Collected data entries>
//! Turning an accepted plan into code.

use std::sync::Arc;

use sc_core::parsing::{extract_plan_steps, parse_generation_response, strip_code_fence};
use sc_core::types::{AgentResponse, PlanStep};
use sc_intelligence::{ApiKey, LlmProvider};
use serde::{Deserialize, Serialize};
use tokio_util::sync::CancellationToken;
use tracing::info;

use crate::orchestrator::{PipelineError, Result};
use crate::prompts;
use crate::stages::{ask, StageInput};

/// Generated replacement for the target file.
#[derive(Debug, Clone, PartialEq, Eq, Serialize, Deserialize)]
#[serde(rename_all = "camelCase")]
pub struct Implementation {
    pub new_code: String,
    pub explanation: String,
    pub plan: Vec<PlanStep>,
}

/// Plan steps of a finished pipeline run, from its `### Step <n>:` headings.
pub fn plan_steps(response: &AgentResponse) -> Result<Vec<PlanStep>> {
    if response.detailed_plan.trim().is_empty() {
        return Err(PipelineError::MissingPrerequisite(
            "no detailed plan; run the explanation pipeline first".to_string(),
        ));
    }
    let steps = extract_plan_steps(&response.detailed_plan);
    if steps.is_empty() {
        return Err(PipelineError::NoPlanStepsFound);
    }
    Ok(steps)
}

pub struct ImplementationAgent {
    provider: Arc<dyn LlmProvider>,
}

impl ImplementationAgent {
    pub fn new(provider: Arc<dyn LlmProvider>) -> Self {
        Self { provider }
    }

    /// Ask the model for the complete file that carries out `steps`.
    ///
    /// The returned plan is the one the model reports, or `steps` when the
    /// reply has no plan section.
    pub async fn generate(
        &self,
        input: &StageInput<'_>,
        steps: &[PlanStep],
        api_key: &ApiKey,
        cancel: &CancellationToken,
    ) -> Result<Implementation> {
        if steps.is_empty() {
            return Err(PipelineError::NoPlanStepsFound);
        }

        let prompt = prompts::implementation(input, steps);
        let raw = ask(self.provider.as_ref(), &prompt, api_key, cancel)
            .await
            .map_err(PipelineError::from_llm)?;

        let parsed = parse_generation_response(&raw);
        let new_code = strip_code_fence(&parsed.new_code);
        if new_code.trim().is_empty() {
            return Err(PipelineError::NoCodeGenerated);
        }
        info!(
            file = input.file_name,
            steps = steps.len(),
            code_chars = new_code.len(),
            "implementation generated"
        );

        let plan = if parsed.plan.is_empty() {
            steps.to_vec()
        } else {
            parsed.plan
        };
        Ok(Implementation {
            new_code,
            explanation: parsed.explanation,
            plan,
        })
    }
}

#[cfg(test)]
mod tests {
    use super::*;
    use sc_intelligence::MockProvider;

    fn input() -> StageInput<'static> {
        StageInput {
            code: "function f(x) { return x; }",
            instruction: "add input validation",
            file_name: "f.js",
        }
    }

    #[test]
    fn test_plan_steps_requires_plan() {
        let err = plan_steps(&AgentResponse::default()).unwrap_err();
        assert!(matches!(err, PipelineError::MissingPrerequisite(_)));
    }

    #[test]
    fn test_plan_steps_without_headings() {
        let response = AgentResponse {
            detailed_plan: "# Implementation Plan\nJust do it.".into(),
            ..Default::default()
        };
        assert!(matches!(
            plan_steps(&response).unwrap_err(),
            PipelineError::NoPlanStepsFound
        ));
    }

    #[tokio::test]
    async fn test_generate_parses_markers_and_strips_fence() {
        let reply = "PLAN_START\n1. Check x\nPLAN_END\nEXPLANATION_START\nGuards x.\nEXPLANATION_END\n\
                     NEW_CODE_START\n```js\nfunction f(x) { if (x == null) throw new Error(); return x; }\n```\nNEW_CODE_END";
        let agent = ImplementationAgent::new(Arc::new(MockProvider::new().with_response(reply)));
        let steps = vec![PlanStep::new(1, "Validate x")];

        let implementation = agent
            .generate(&input(), &steps, &ApiKey::new("k"), &CancellationToken::new())
            .await
            .unwrap();

        assert_eq!(
            implementation.new_code,
            "function f(x) { if (x == null) throw new Error(); return x; }"
        );
        assert_eq!(implementation.explanation, "Guards x.");
        assert_eq!(implementation.plan, vec![PlanStep::new(1, "Check x")]);
    }

    #[tokio::test]
    async fn test_generate_refuses_empty_plan_without_calling_model() {
        let provider = Arc::new(MockProvider::new());
        let agent = ImplementationAgent::new(provider.clone());
        let err = agent
            .generate(&input(), &[], &ApiKey::new("k"), &CancellationToken::new())
            .await
            .unwrap_err();
        assert!(matches!(err, PipelineError::NoPlanStepsFound));
        assert_eq!(provider.call_count(), 0);
    }

    #[tokio::test]
    async fn test_generate_without_code_section() {
        let agent = ImplementationAgent::new(Arc::new(
            MockProvider::new().with_response("EXPLANATION_START\nnothing\nEXPLANATION_END"),
        ));
        let err = agent
            .generate(
                &input(),
                &[PlanStep::new(1, "x")],
                &ApiKey::new("k"),
                &CancellationToken::new(),
            )
            .await
            .unwrap_err();
        assert!(matches!(err, PipelineError::NoCodeGenerated));
    }
}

EXERCISE OBJECTIVE> Copy each record above so that no word or mark differs.

TASK RESULT>
//! Turning an accepted plan into code.

use std::sync::Arc;

use sc_core::parsing::{extract_plan_steps, parse_generation_response, strip_code_fence};
use sc_core::types::{AgentResponse, PlanStep};
use sc_intelligence::{ApiKey, LlmProvider};
use serde::{Deserialize, Serialize};
use tokio_util::sync::CancellationToken;
use tracing::info;

use crate::orchestrator::{PipelineError, Result};
use crate::prompts;
use crate::stages::{ask, StageInput};

/// Generated replacement for the target file.
#[derive(Debug, Clone, PartialEq, Eq, Serialize, Deserialize)]
#[serde(rename_all = "camelCase")]
pub struct Implementation {
    pub new_code: String,
    pub explanation: String,
    pub plan: Vec<PlanStep>,
}

/// Plan steps of a finished pipeline run, from its `### Step <n>:` headings.
pub fn plan_steps(response: &AgentResponse) -> Result<Vec<PlanStep>> {
    if response.detailed_plan.trim().is_empty() {
        return Err(PipelineError::MissingPrerequisite(
            "no detailed plan; run the explanation pipeline first".to_string(),
        ));
    }
    let steps = extract_plan_steps(&response.detailed_plan);
    if steps.is_empty() {
        return Err(PipelineError::NoPlanStepsFound);
    }
    Ok(steps)
}

pub struct ImplementationAgent {
    provider: Arc<dyn LlmProvider>,
}

impl ImplementationAgent {
    pub fn new(provider: Arc<dyn LlmProvider>) -> Self {
        Self { provider }
    }

    /// Ask the model for the complete file that carries out `steps`.
    ///
    /// The returned plan is the one the model reports, or `steps` when the
    /// reply has no plan section.
    pub async fn generate(
        &self,
        input: &StageInput<'_>,
        steps: &[PlanStep],
        api_key: &ApiKey,
        cancel: &CancellationToken,
    ) -> Result<Implementation> {
        if steps.is_empty() {
            return Err(PipelineError::NoPlanStepsFound);
        }

        let prompt = prompts::implementation(input, steps);
        let raw = ask(self.provider.as_ref(), &prompt, api_key, cancel)
            .await
            .map_err(PipelineError::from_llm)?;

        let parsed = parse_generation_response(&raw);
        let new_code = strip_code_fence(&parsed.new_code);
        if new_code.trim().is_empty() {
            return Err(PipelineError::NoCodeGenerated);
        }
        info!(
            file = input.file_name,
            steps = steps.len(),
            code_chars = new_code.len(),
            "implementation generated"
        );

        let plan = if parsed.plan.is_empty() {
            steps.to_vec()
        } else {
            parsed.plan
        };
        Ok(Implementation {
            new_code,
            explanation: parsed.explanation,
            plan,
        })
    }
}

#[cfg(test)]
mod tests {
    use super::*;
    use sc_intelligence::MockProvider;

    fn input() -> StageInput<'static> {
        StageInput {
            code: "function f(x) { return x; }",
            instruction: "add input validation",
            file_name: "f.js",
        }
    }

    #[test]
    fn test_plan_steps_requires_plan() {
        let err = plan_steps(&AgentResponse::default()).unwrap_err();
        assert!(matches!(err, PipelineError::MissingPrerequisite(_)));
    }

    #[test]
    fn test_plan_steps_without_headings() {
        let response = AgentResponse {
            detailed_plan: "# Implementation Plan\nJust do it.".into(),
            ..Default::default()
        };
        assert!(matches!(
            plan_steps(&response).unwrap_err(),
            PipelineError::NoPlanStepsFound
        ));
    }

    #[tokio::test]
    async fn test_generate_parses_markers_and_strips_fence() {
        let reply = "PLAN_START\n1. Check x\nPLAN_END\nEXPLANATION_START\nGuards x.\nEXPLANATION_END\n\
                     NEW_CODE_START\n```js\nfunction f(x) { if (x == null) throw new Error(); return x; }\n```\nNEW_CODE_END";
        let agent = ImplementationAgent::new(Arc::new(MockProvider::new().with_response(reply)));
        let steps = vec![PlanStep::new(1, "Validate x")];

        let implementation = agent
            .generate(&input(), &steps, &ApiKey::new("k"), &CancellationToken::new())
            .await
            .unwrap();

        assert_eq!(
            implementation.new_code,
            "function f(x) { if (x == null) throw new Error(); return x; }"
        );
        assert_eq!(implementation.explanation, "Guards x.");
        assert_eq!(implementation.plan, vec![PlanStep::new(1, "Check x")]);
    }

    #[tokio::test]
    async fn test_generate_refuses_empty_plan_without_calling_model() {
        let provider = Arc::new(MockProvider::new());
        let agent = ImplementationAgent::new(provider.clone());
        let err = agent
            .generate(&input(), &[], &ApiKey::new("k"), &CancellationToken::new())
            .await
            .unwrap_err();
        assert!(matches!(err, PipelineError::NoPlanStepsFound));
        assert_eq!(provider.call_count(), 0);
    }

    #[tokio::test]
    async fn test_generate_without_code_section() {
        let agent = ImplementationAgent::new(Arc::new(
            MockProvider::new().with_response("EXPLANATION_START\nnothing\nEXPLANATION_END"),
        ));
        let err = agent
            .generate(
                &input(),
                &[PlanStep::new(1, "x")],
                &ApiKey::new("k"),
                &CancellationToken::new(),
            )
            .await
            .unwrap_err();
        assert!(matches!(err, PipelineError::NoCodeGenerated));
    }
}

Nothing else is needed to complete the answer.